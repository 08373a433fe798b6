//! Entry Editor Session
//!
//! A mutable working copy of one estimate. Starts either from the seed
//! worksheet (new estimate) or from a deep copy of a saved entry (editing).
//! Nothing touches the store until commit; abandoning the session just drops
//! the working copy.

use uuid::Uuid;

use crate::domain::{Customer, DomainResult, Field, FieldKind, FieldSet, PricingEntry};
use crate::render::bill_html;
use crate::repository::{KvStore, PricingRepository, SaveOutcome};

pub struct EditorSession {
    edit_id: Option<Uuid>,
    customer: Customer,
    wires: FieldSet,
    prices: FieldSet,
}

impl EditorSession {
    /// Fresh working copy from the seed worksheet, not bound to any entry
    pub fn new() -> Self {
        Self {
            edit_id: None,
            customer: Customer::default(),
            wires: FieldSet::seed(FieldKind::Wire),
            prices: FieldSet::seed(FieldKind::Price),
        }
    }

    /// Working copy bound to a saved entry; the entry itself stays untouched
    /// until commit.
    pub fn edit(entry: &PricingEntry) -> Self {
        Self {
            edit_id: Some(entry.id),
            customer: entry.customer.clone(),
            wires: FieldSet::from_fields(FieldKind::Wire, entry.wires_values.clone()),
            prices: FieldSet::from_fields(FieldKind::Price, entry.price_values.clone()),
        }
    }

    pub fn is_editing(&self) -> bool {
        self.edit_id.is_some()
    }

    pub fn edit_id(&self) -> Option<Uuid> {
        self.edit_id
    }

    pub fn customer(&self) -> &Customer {
        &self.customer
    }

    pub fn customer_mut(&mut self) -> &mut Customer {
        &mut self.customer
    }

    pub fn wires(&self) -> &FieldSet {
        &self.wires
    }

    pub fn prices(&self) -> &FieldSet {
        &self.prices
    }

    fn set_mut(&mut self, kind: FieldKind) -> &mut FieldSet {
        match kind {
            FieldKind::Wire => &mut self.wires,
            FieldKind::Price => &mut self.prices,
        }
    }

    /// Replace one field's value in the working copy
    pub fn set_value(&mut self, kind: FieldKind, id: u32, raw: &str) -> DomainResult<()> {
        self.set_mut(kind).set_value(id, raw)
    }

    /// Append a custom field, returning its id
    pub fn add_field(&mut self, kind: FieldKind, label: &str, initial: &str) -> DomainResult<u32> {
        self.set_mut(kind).add(label, initial)
    }

    /// Remove a field from the working copy
    pub fn remove_field(&mut self, kind: FieldKind, id: u32) -> DomainResult<()> {
        self.set_mut(kind).remove(id).map(|_| ())
    }

    /// Apply suggestion candidates to the price fields by exact label match
    pub fn merge_suggestions(&mut self, candidates: &[Field]) {
        self.prices.merge_by_label(candidates);
    }

    /// Save or update through the repository. The working copy is untouched
    /// either way, so a failed save can simply be retried.
    pub async fn commit<S: KvStore>(
        &self,
        repo: &PricingRepository<S>,
    ) -> DomainResult<SaveOutcome> {
        repo.upsert(
            self.edit_id,
            self.customer.clone(),
            self.wires.to_vec(),
            self.prices.to_vec(),
        )
        .await
    }

    /// Printable bill for the current working copy
    pub fn render_bill(&self) -> String {
        bill_html(&self.prices.to_vec(), &self.wires.to_vec())
    }
}

impl Default for EditorSession {
    fn default() -> Self {
        Self::new()
    }
}
//! Controller/action dispatch.
//!
//! The routing adapter has already resolved the URL to an area, controller
//! and action; the dispatcher only maps that triple to a handler. Names
//! compare case-insensitively, so `/Products/Show` and `/products/show`
//! reach the same action.

use std::collections::HashMap;
use std::sync::Arc;

use crate::context::RouteMatch;
use crate::handler::{BoxedHandler, Handler};

#[derive(Clone, Debug, Eq, Hash, PartialEq)]
struct ActionKey {
    area: Option<String>,
    controller: String,
    action: String,
}

impl ActionKey {
    fn new(area: Option<&str>, controller: &str, action: &str) -> Self {
        Self {
            area: area.filter(|a| !a.is_empty()).map(str::to_ascii_lowercase),
            controller: controller.to_ascii_lowercase(),
            action: action.to_ascii_lowercase(),
        }
    }
}

/// Handlers keyed by `[area/]controller/action`. Build it once at startup
/// and hand it to [`App`](crate::App); each registration returns `self`.
#[derive(Default)]
pub struct Dispatcher {
    actions: HashMap<ActionKey, BoxedHandler>,
}

impl Dispatcher {
    pub fn new() -> Self {
        Self::default()
    }

    /// Registers `handler` for `controller/action` outside any area.
    ///
    /// ```rust,no_run
    /// # use switchyard::{Dispatcher, Request, Response};
    /// # async fn list(_: Request) -> Response { Response::text("") }
    /// # async fn show(_: Request) -> Response { Response::text("") }
    /// Dispatcher::new()
    ///     .on("products", "list", list)
    ///     .on("products", "show", show);
    /// ```
    pub fn on(self, controller: &str, action: &str, handler: impl Handler) -> Self {
        self.add(ActionKey::new(None, controller, action), handler)
    }

    /// Registers `handler` for `area/controller/action`.
    pub fn on_area(self, area: &str, controller: &str, action: &str, handler: impl Handler) -> Self {
        self.add(ActionKey::new(Some(area), controller, action), handler)
    }

    fn add(mut self, key: ActionKey, handler: impl Handler) -> Self {
        self.actions.insert(key, handler.into_boxed_handler());
        self
    }

    pub(crate) fn lookup(&self, route_match: &RouteMatch) -> Option<BoxedHandler> {
        let key = ActionKey::new(
            route_match.area(),
            route_match.controller()?,
            route_match.action()?,
        );
        self.actions.get(&key).map(Arc::clone)
    }

    pub fn len(&self) -> usize {
        self.actions.len()
    }

    pub fn is_empty(&self) -> bool {
        self.actions.is_empty()
    }
}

### [Problem requirements]
When copying the data above, please keep exactly the lines from its first line through the line with "use uuid::Uuid;", both ends included, and drop the rest.

### [Output of the exercise]
repository 08373a433fe798b6
//! Entry Editor Session
//!
//! A mutable working copy of one estimate. Starts either from the seed
//! worksheet (new estimate) or from a deep copy of a saved entry (editing).
//! Nothing touches the store until commit; abandoning the session just drops
//! the working copy.

use uuid::Uuid;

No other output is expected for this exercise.